**TO DO:**
Look in the material below for the line with "#[derive(Parser)]" and the line with "#[arg(long, global = true)]", then set down exactly those two lines and all lines between, nothing more.
BEGIN
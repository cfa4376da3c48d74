use crate::kinds::ResultKind;
use crate::types::{LogLevel, OutputType};
use bossctl_format::Overrides;
use clap::{Args, Parser, Subcommand};

#[derive(Parser)]
#[command(name = "bossctl")]
#[command(about = "Manage an OLT/ONU access network controller", long_about = None)]
#[command(version)]
pub struct Cli {
    /// Configuration file (default: $BOSSCTL_CONFIG, then the user config directory)
    #[arg(long, global = true)]
    pub config: Option<String>,

    #[arg(long, default_value = "warn", global = true)]
    pub log_level: LogLevel,

    #[command(subcommand)]
    pub command: Commands,
}

#[derive(Subcommand)]
pub enum Commands {
    #[command(about = "Render a saved controller response (JSON) as a table, JSON or YAML")]
    Render {
        #[arg(value_enum)]
        kind: ResultKind,

        /// JSON file to read, `-` for stdin
        #[arg(short, long, default_value = "-")]
        input: String,

        #[command(flatten)]
        output: OutputArgs,
    },

    #[command(about = "Print the effective configuration")]
    Config,
}

/// Presentation flags shared by every listing command.
#[derive(Args, Debug, Clone, Default)]
pub struct OutputArgs {
    /// Go-style template, e.g. 'table{{.Id}}\t{{.Type}}'
    #[arg(short, long)]
    pub format: Option<String>,

    /// Only print the identifier column
    #[arg(short, long)]
    pub quiet: bool,

    #[arg(short, long, value_enum)]
    pub outputas: Option<OutputType>,

    /// Truncate the name column to N characters (0 = no limit)
    #[arg(short = 'l', long)]
    pub name_limit: Option<usize>,

    /// Filter rows, e.g. 'OperStatus=ACTIVE AND Type!=openolt'
    #[arg(long)]
    pub filter: Option<String>,

    /// Order rows, e.g. 'Type,-Id'
    #[arg(short = 'r', long, allow_hyphen_values = true)]
    pub orderby: Option<String>,
}

impl OutputArgs {
    pub fn overrides(&self) -> Overrides {
        Overrides {
            format: self.format.clone(),
            quiet: self.quiet,
            output_as: self.outputas.map(Into::into),
            name_limit: self.name_limit,
            filter: self.filter.clone(),
            order_by: self.orderby.clone(),
        }
    }
}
END
**COMPLETED TASK:**
#[derive(Parser)]
#[command(name = "bossctl")]
#[command(about = "Manage an OLT/ONU access network controller", long_about = None)]
#[command(version)]
pub struct Cli {
    /// Configuration file (default: $BOSSCTL_CONFIG, then the user config directory)
    #[arg(long, global = true)]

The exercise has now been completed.